Return, from the listing below, each line where the word "EssState" appears.

Segment Start: Information provided

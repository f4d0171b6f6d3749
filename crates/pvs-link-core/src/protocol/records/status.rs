//! Energy storage (ESS) and Equinox system status reports.
//!
//! Every reading is a [`ValueAndUnit`] and every block carries the time it
//! was last refreshed. Blocks the site does not have are simply absent.

use serde::{Deserialize, Serialize};

use super::common::ValueAndUnit;
use crate::protocol::schema::{impl_record, DateDesc};
use crate::protocol::vocabulary::{
    ContactorError, ContactorPosition, CurrentTransducerPresence, CurrentTransducerStatus,
    FrequencyState, OperationalMode, PcsMode, PcsStatus, StorageControllerStatus, VoltageState,
};

#[derive(Debug, Clone, PartialEq, Default, Serialize, Deserialize)]
pub struct BatteryStatus {
    #[serde(default, skip_serializing_if = "Option::is_none")]
    pub serial_number: Option<String>,
    #[serde(default, skip_serializing_if = "Option::is_none")]
    pub last_updated: Option<DateDesc>,
    #[serde(default, skip_serializing_if = "Option::is_none")]
    pub battery_amperage: Option<ValueAndUnit>,
    #[serde(default, skip_serializing_if = "Option::is_none")]
    pub battery_voltage: Option<ValueAndUnit>,
    #[serde(default, skip_serializing_if = "Option::is_none")]
    pub state_of_charge: Option<ValueAndUnit>,
    #[serde(default, skip_serializing_if = "Option::is_none")]
    pub temperature: Option<ValueAndUnit>,
}

/// Voltage, current and power of one phase.
#[derive(Debug, Clone, PartialEq, Default, Serialize, Deserialize)]
pub struct PhaseReading {
    #[serde(default, skip_serializing_if = "Option::is_none")]
    pub last_updated: Option<DateDesc>,
    #[serde(default, skip_serializing_if = "Option::is_none")]
    pub current: Option<ValueAndUnit>,
    #[serde(default, skip_serializing_if = "Option::is_none")]
    pub voltage: Option<ValueAndUnit>,
    #[serde(default, skip_serializing_if = "Option::is_none")]
    pub power: Option<ValueAndUnit>,
}

/// One leg of the storage meter.
#[derive(Debug, Clone, PartialEq, Default, Serialize, Deserialize)]
pub struct EssMeter {
    #[serde(default, skip_serializing_if = "Option::is_none")]
    pub reading: Option<PhaseReading>,
}

#[derive(Debug, Clone, PartialEq, Default, Serialize, Deserialize)]
pub struct EssMeterReading {
    #[serde(default, skip_serializing_if = "Option::is_none")]
    pub last_updated: Option<DateDesc>,
    #[serde(default, skip_serializing_if = "Option::is_none")]
    pub agg_power: Option<ValueAndUnit>,
    #[serde(default, skip_serializing_if = "Option::is_none")]
    pub meter_a: Option<EssMeter>,
    #[serde(default, skip_serializing_if = "Option::is_none")]
    pub meter_b: Option<EssMeter>,
}

#[derive(Debug, Clone, PartialEq, Default, Serialize, Deserialize)]
pub struct EnergyStorageSystemStatus {
    #[serde(default, skip_serializing_if = "Option::is_none")]
    pub last_updated: Option<DateDesc>,
    #[serde(default, skip_serializing_if = "Option::is_none")]
    pub serial_number: Option<String>,
    #[serde(default, skip_serializing_if = "Option::is_none")]
    pub enclosure_humidity: Option<ValueAndUnit>,
    #[serde(default, skip_serializing_if = "Option::is_none")]
    pub enclosure_temperature: Option<ValueAndUnit>,
    #[serde(default, skip_serializing_if = "Option::is_none")]
    pub ess_meter_reading: Option<EssMeterReading>,
}

/// Hub Plus contactor and grid/load side health.
#[derive(Debug, Clone, PartialEq, Default, Serialize, Deserialize)]
pub struct HubPlusStatus {
    #[serde(default, skip_serializing_if = "Option::is_none")]
    pub serial_number: Option<String>,
    #[serde(default, skip_serializing_if = "Option::is_none")]
    pub last_updated: Option<DateDesc>,
    #[serde(default, skip_serializing_if = "Option::is_none")]
    pub contactor_error: Option<ContactorError>,
    #[serde(default, skip_serializing_if = "Option::is_none")]
    pub contactor_position: Option<ContactorPosition>,
    #[serde(default, skip_serializing_if = "Option::is_none")]
    pub grid_voltage_state: Option<VoltageState>,
    #[serde(default, skip_serializing_if = "Option::is_none")]
    pub grid_frequency_state: Option<FrequencyState>,
    #[serde(default, skip_serializing_if = "Option::is_none")]
    pub load_voltage_state: Option<VoltageState>,
    #[serde(default, skip_serializing_if = "Option::is_none")]
    pub load_frequency_state: Option<FrequencyState>,
    #[serde(default, skip_serializing_if = "Option::is_none")]
    pub hub_temperature: Option<ValueAndUnit>,
    #[serde(default, skip_serializing_if = "Option::is_none")]
    pub hub_humidity: Option<ValueAndUnit>,
    #[serde(default, skip_serializing_if = "Option::is_none")]
    pub jump_start_voltage: Option<ValueAndUnit>,
    #[serde(default, skip_serializing_if = "Option::is_none")]
    pub aux_port_voltage: Option<ValueAndUnit>,
    #[serde(default, skip_serializing_if = "Option::is_none")]
    pub main_voltage: Option<ValueAndUnit>,
    #[serde(default, skip_serializing_if = "Option::is_none")]
    pub inverter_connection_voltage: Option<ValueAndUnit>,
    #[serde(default, skip_serializing_if = "Option::is_none")]
    pub grid_phase1_voltage: Option<ValueAndUnit>,
    #[serde(default, skip_serializing_if = "Option::is_none")]
    pub grid_phase2_voltage: Option<ValueAndUnit>,
    #[serde(default, skip_serializing_if = "Option::is_none")]
    pub load_phase1_voltage: Option<ValueAndUnit>,
    #[serde(default, skip_serializing_if = "Option::is_none")]
    pub load_phase2_voltage: Option<ValueAndUnit>,
}

/// PCS ratings as echoed in the ESS report.
#[derive(Debug, Clone, PartialEq, Default, Serialize, Deserialize)]
pub struct EssPcsSettings {
    #[serde(default, skip_serializing_if = "Option::is_none")]
    pub msp_breaker: Option<ValueAndUnit>,
    #[serde(default, skip_serializing_if = "Option::is_none")]
    pub msp_busbar: Option<ValueAndUnit>,
    #[serde(default, skip_serializing_if = "Option::is_none")]
    pub hubplus_breaker: Option<ValueAndUnit>,
    #[serde(default, skip_serializing_if = "Option::is_none")]
    pub hubplus_busbar: Option<ValueAndUnit>,
}

#[derive(Debug, Clone, PartialEq, Eq, Default, Serialize, Deserialize)]
pub struct EssState {
    #[serde(default, skip_serializing_if = "Option::is_none")]
    pub storage_controller_status: Option<StorageControllerStatus>,
    #[serde(default, skip_serializing_if = "Option::is_none")]
    pub pcs_mode: Option<PcsMode>,
    #[serde(default, skip_serializing_if = "Option::is_none")]
    pub pcs_status: Option<PcsStatus>,
    #[serde(default, skip_serializing_if = "Option::is_none")]
    pub operational_mode: Option<OperationalMode>,
    /// Without permission to operate the controller only holds a set charge.
    #[serde(default, skip_serializing_if = "Option::is_none")]
    pub permission_to_operate: Option<bool>,
}

#[derive(Debug, Clone, PartialEq, Default, Serialize, Deserialize)]
pub struct InverterStatus {
    #[serde(default, skip_serializing_if = "Option::is_none")]
    pub serial_number: Option<String>,
    #[serde(default, skip_serializing_if = "Option::is_none")]
    pub last_updated: Option<DateDesc>,
    #[serde(default, skip_serializing_if = "Option::is_none")]
    pub ac_current: Option<ValueAndUnit>,
    #[serde(default, skip_serializing_if = "Option::is_none")]
    pub phase_a_current: Option<ValueAndUnit>,
    #[serde(default, skip_serializing_if = "Option::is_none")]
    pub phase_b_current: Option<ValueAndUnit>,
    #[serde(default, skip_serializing_if = "Option::is_none")]
    pub a_n_voltage: Option<ValueAndUnit>,
    #[serde(default, skip_serializing_if = "Option::is_none")]
    pub b_n_voltage: Option<ValueAndUnit>,
    #[serde(default, skip_serializing_if = "Option::is_none")]
    pub ac_power: Option<ValueAndUnit>,
    #[serde(default, skip_serializing_if = "Option::is_none")]
    pub temperature: Option<ValueAndUnit>,
}

#[derive(Debug, Clone, PartialEq, Default, Serialize, Deserialize)]
pub struct EssStatusReport {
    #[serde(default, skip_serializing_if = "Option::is_none")]
    pub last_updated: Option<DateDesc>,
    #[serde(default, skip_serializing_if = "Option::is_none")]
    pub battery_status: Option<Vec<BatteryStatus>>,
    #[serde(default, skip_serializing_if = "Option::is_none")]
    pub ess_status: Option<Vec<EnergyStorageSystemStatus>>,
    #[serde(default, skip_serializing_if = "Option::is_none")]
    pub hub_plus_status: Option<HubPlusStatus>,
    #[serde(default, skip_serializing_if = "Option::is_none")]
    pub inverter_status: Option<Vec<InverterStatus>>,
    #[serde(default, skip_serializing_if = "Option::is_none")]
    pub pcs_settings: Option<EssPcsSettings>,
    #[serde(default, skip_serializing_if = "Option::is_none")]
    pub ess_state: Option<EssState>,
}

/// Nameplate rating of the backup or non-backup inverters.
#[derive(Debug, Clone, PartialEq, Default, Serialize, Deserialize)]
pub struct NameplatePower {
    #[serde(default, skip_serializing_if = "Option::is_none")]
    pub last_updated: Option<DateDesc>,
    #[serde(default, skip_serializing_if = "Option::is_none")]
    pub power: Option<ValueAndUnit>,
}

/// Average microinverter power over the polling interval.
#[derive(Debug, Clone, PartialEq, Default, Serialize, Deserialize)]
pub struct AggregateMiProductionReading {
    #[serde(default, skip_serializing_if = "Option::is_none")]
    pub last_updated: Option<DateDesc>,
    #[serde(default, skip_serializing_if = "Option::is_none")]
    pub agg_power: Option<ValueAndUnit>,
}

#[derive(Debug, Clone, PartialEq, Default, Serialize, Deserialize)]
pub struct ProductionMeter {
    #[serde(default, skip_serializing_if = "Option::is_none")]
    pub reading: Option<PhaseReading>,
}

#[derive(Debug, Clone, PartialEq, Default, Serialize, Deserialize)]
pub struct ProductionMeterReading {
    #[serde(default, skip_serializing_if = "Option::is_none")]
    pub last_updated: Option<DateDesc>,
    #[serde(default, skip_serializing_if = "Option::is_none")]
    pub agg_power: Option<ValueAndUnit>,
    #[serde(default, skip_serializing_if = "Option::is_none")]
    pub meter: Option<ProductionMeter>,
}

#[derive(Debug, Clone, PartialEq, Default, Serialize, Deserialize)]
pub struct ConsumptionMeterA {
    #[serde(default, skip_serializing_if = "Option::is_none")]
    pub reading: Option<PhaseReading>,
    #[serde(default, skip_serializing_if = "Option::is_none")]
    pub current_transducer_status: Option<CurrentTransducerStatus>,
}

#[derive(Debug, Clone, PartialEq, Default, Serialize, Deserialize)]
pub struct ConsumptionMeterB {
    #[serde(default, skip_serializing_if = "Option::is_none")]
    pub reading: Option<PhaseReading>,
    #[serde(default, skip_serializing_if = "Option::is_none")]
    pub current_transducer_status: Option<CurrentTransducerPresence>,
}

#[derive(Debug, Clone, PartialEq, Default, Serialize, Deserialize)]
pub struct ConsumptionMeterReading {
    #[serde(default, skip_serializing_if = "Option::is_none")]
    pub last_updated: Option<DateDesc>,
    #[serde(default, skip_serializing_if = "Option::is_none")]
    pub agg_power: Option<ValueAndUnit>,
    #[serde(default, skip_serializing_if = "Option::is_none")]
    pub meter_a: Option<ConsumptionMeterA>,
    #[serde(default, skip_serializing_if = "Option::is_none")]
    pub meter_b: Option<ConsumptionMeterB>,
}

#[derive(Debug, Clone, PartialEq, Default, Serialize, Deserialize)]
pub struct EquinoxSystemStatus {
    #[serde(default, skip_serializing_if = "Option::is_none")]
    pub last_updated: Option<DateDesc>,
    #[serde(default, skip_serializing_if = "Option::is_none")]
    pub backup_inverter_nameplate_power: Option<NameplatePower>,
    #[serde(default, skip_serializing_if = "Option::is_none")]
    pub non_backup_inverter_nameplate_power: Option<NameplatePower>,
    #[serde(default, skip_serializing_if = "Option::is_none")]
    pub aggregate_mi_production_reading: Option<AggregateMiProductionReading>,
    #[serde(default, skip_serializing_if = "Option::is_none")]
    pub production_meter_reading: Option<ProductionMeterReading>,
    #[serde(default, skip_serializing_if = "Option::is_none")]
    pub consumption_meter_reading: Option<ConsumptionMeterReading>,
}

impl_record!(
    BatteryStatus,
    PhaseReading,
    EssMeter,
    EssMeterReading,
    EnergyStorageSystemStatus,
    HubPlusStatus,
    EssPcsSettings,
    EssState,
    InverterStatus,
    EssStatusReport,
    NameplatePower,
    AggregateMiProductionReading,
    ProductionMeter,
    ProductionMeterReading,
    ConsumptionMeterA,
    ConsumptionMeterB,
    ConsumptionMeterReading,
    EquinoxSystemStatus,
);

#[cfg(test)]
mod tests {
    use super::*;
    use crate::protocol::schema::Record;
    use pretty_assertions::assert_eq;
    use serde_json::json;

    fn ess_report() -> serde_json::Value {
        json!({
            "last_updated": "2021-03-01 10:15:00",
            "battery_status": [{
                "serial_number": "BAT01",
                "state_of_charge": {"value": 0.87, "unit": "dimensionless"}
            }],
            "hub_plus_status": {
                "contactor_position": "CLOSED",
                "grid_voltage_state": "METER_VOLTAGE_IN_RANGE",
                "load_frequency_state": "METER_FREQ_IN_RANGE"
            },
            "ess_state": {
                "operational_mode": "SELF_CONSUMPTION",
                "permission_to_operate": true
            }
        })
    }

    #[test]
    fn test_ess_report() {
        let report = EssStatusReport::from_json(&ess_report()).unwrap();
        assert_eq!(report.last_updated.as_ref().map(DateDesc::as_str), Some("2021-03-01 10:15:00"));
        let hub = report.hub_plus_status.as_ref().unwrap();
        assert_eq!(hub.contactor_position, Some(ContactorPosition::Closed));
        assert_eq!(
            report.ess_state.as_ref().unwrap().operational_mode,
            Some(OperationalMode::SelfConsumption)
        );
    }

    #[test]
    fn test_round_trip_is_stable() {
        let report = EssStatusReport::from_json(&ess_report()).unwrap();
        let wire = report.to_json().unwrap();
        assert_eq!(wire, ess_report());
        assert_eq!(EssStatusReport::from_json(&wire).unwrap(), report);
    }

    #[test]
    fn test_bad_timestamp_has_path() {
        let err = EssStatusReport::from_json(&json!({
            "battery_status": [{"last_updated": "yesterday"}]
        }))
        .unwrap_err();
        assert_eq!(err.path, "battery_status[0].last_updated");
    }

    #[test]
    fn test_consumption_meter_b_never_unknown() {
        let ok = ConsumptionMeterReading::from_json(&json!({
            "meter_a": {"current_transducer_status": "UNKNOWN"},
            "meter_b": {"current_transducer_status": "NOT_FOUND"}
        }));
        assert!(ok.is_ok());

        let err = ConsumptionMeterReading::from_json(&json!({
            "meter_b": {"current_transducer_status": "UNKNOWN"}
        }))
        .unwrap_err();
        assert_eq!(err.path, "meter_b.current_transducer_status");
    }
}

Segment End: Information provided

> [Solution to the exercise]
pub struct EssState {
    pub ess_state: Option<EssState>,
    EssState,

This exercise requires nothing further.